東京SP研究会
コラム:日下隼人

日下隼人プロフィール

No.8

模擬患者と身体診察C

日下隼人 「本人が良いというのだから」「おとななんだから自分で決めれば」というのは、自立した個人という幻想を現実のようにすり替えることで患者にすべての責任を負わせてしまう悪しきインフォームド・コンセントと同じです。このような場合、医師はたいてい患者という弱い立場にあり不十分な知識しかない人を、自分の都合良いように(あるいは自分が良いと思う方向に)誘導しているものです。なにか似ていませんか。「身体診察を嫌がっているSPに強要してはいけない」ということではなくて、「医学教育をしているからといって、身体診察を嫌がっていないSPに『やってください』と言って、本当に良いのですか」「『脱ぎます』と言うSPに、『そんなことはしないほうが教育的に良いのです』と言わなくて良いのですか」と私は思います。 私の感覚が変なのかもしれませんし、時代に合わないのかもしれません。でも身体というものへの普通の人の感覚は、このあたりにあるのではないかと思います。日本に暮らす人の心性への目配り抜きのコミュニケーション教育はありませんし、普通の市民感覚を大切にするからこその、市民参加型教育です。 自分の身内にさせたくないことを、「あ、ちょうど手ごろな人間がいた。本人がしたいと言っているのだから」と言って乗っかることの中に含まれる欺瞞を学生はすぐ見抜きます。
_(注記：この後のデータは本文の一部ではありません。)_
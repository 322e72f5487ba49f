use std::sync::Arc;
use std::time::Instant;

use axum::{extract::State, Json};
use serde::{Deserialize, Serialize};

use crate::auth::AuthData;
use crate::AppState;

use super::{AppError, ProxiedResponse, UpstreamCall};

// ─── Request / response types ────────────────────────────────────

#[derive(Debug, Deserialize)]
pub struct LoginRequest {
    pub email: String,
    pub password: String,
}

#[derive(Debug, Serialize)]
pub struct LogoutResponse {
    pub logged_out: bool,
}

// ─── POST /api/login ─────────────────────────────────────────────

pub async fn login(
    State(state): State<Arc<AppState>>,
    Json(req): Json<LoginRequest>,
) -> Result<Json<ProxiedResponse<AuthData>>, AppError> {
    let t0 = Instant::now();
    let auth = state.api.login(&req.email, &req.password).await?;
    let upstream = UpstreamCall::timed("/login", t0);

    // a fresh session invalidates whatever the previous account fetched
    state.dashboard.clear();
    state
        .auth
        .save(auth.clone())
        .map_err(|e| AppError::Internal(format!("cannot persist session: {e}")))?;

    println!("  session opened for {}", auth.email);

    Ok(Json(ProxiedResponse { data: auth, upstream }))
}

// ─── POST /api/logout ────────────────────────────────────────────

pub async fn logout(
    State(state): State<Arc<AppState>>,
) -> Result<Json<LogoutResponse>, AppError> {
    state
        .auth
        .clear()
        .map_err(|e| AppError::Internal(format!("cannot remove session: {e}")))?;
    state.dashboard.clear();

    Ok(Json(LogoutResponse { logged_out: true }))
}

// ─── GET /api/session ────────────────────────────────────────────

/// The restored or freshly-created session, for the shell's header.
pub async fn session(
    State(state): State<Arc<AppState>>,
) -> Result<Json<AuthData>, AppError> {
    state.auth.current().map(Json).ok_or(AppError::NotLoggedIn)
}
「本人がしたい」と言うように誰かが誘導していますし。その学生はその一事を通して医学教育全体が、「患者中心の医療」と言う言葉が欺瞞的だと感じてしまうでしょう。同時に、所詮患者・市民は医療者の下の人間だという感覚がいつの間にか染み付いてしまうでしょう 「患者にはいろいろな人がいて一人一人が違うのだから、その違いを大切にする」ということと「SPにはいろいろな人がいるのだから、やりたい人はやればいい」ということとは、明らかに論理がすり替わっています。これは、「学生にはいろいろな人がいるのだからその違いを大切にするのと同じように、教育者にはいろいろな人がいるのだからその違いをそのまま大切にしよう」と言っているのと同じです。それなら医学教育のこれまでの努力は意味がないどころか、教育者はこうあるべきだという思い込みに基づいて犯罪的なことをしてきたことになります。医学教育者は一定の基準になければならないと「非教育的姿勢を持つ人の個性」を矯正(変化への動機づけ、でしょうか)しようとしてきたのですから。 「学生にはいろいろな人がいて一人一人が違うのだから、その違いを大切にしながら育てていくために」こそ教員には一定の質が求められてきたのではありませんか。そしてSPは「教育資源」と言われるように教育者の側なのです。「患者と医療者の良い関係を求めて市民の目で私たちを問い直そう」という教育のために求められる一定の質があるはずです。学生がそのことを少しでも感じ取ってもらえるように、私たちはそれなりの質を保障すべきです。(これは統一というようなこととは趣を異にする、思想的なレベルのことです。)その一定の質が、「服を脱ぐ」SPという存在により高められると考えるか、混沌したものになり結果的に教育の質が低下してしまうと考えるか、というところで議論が分かれるのだと思います。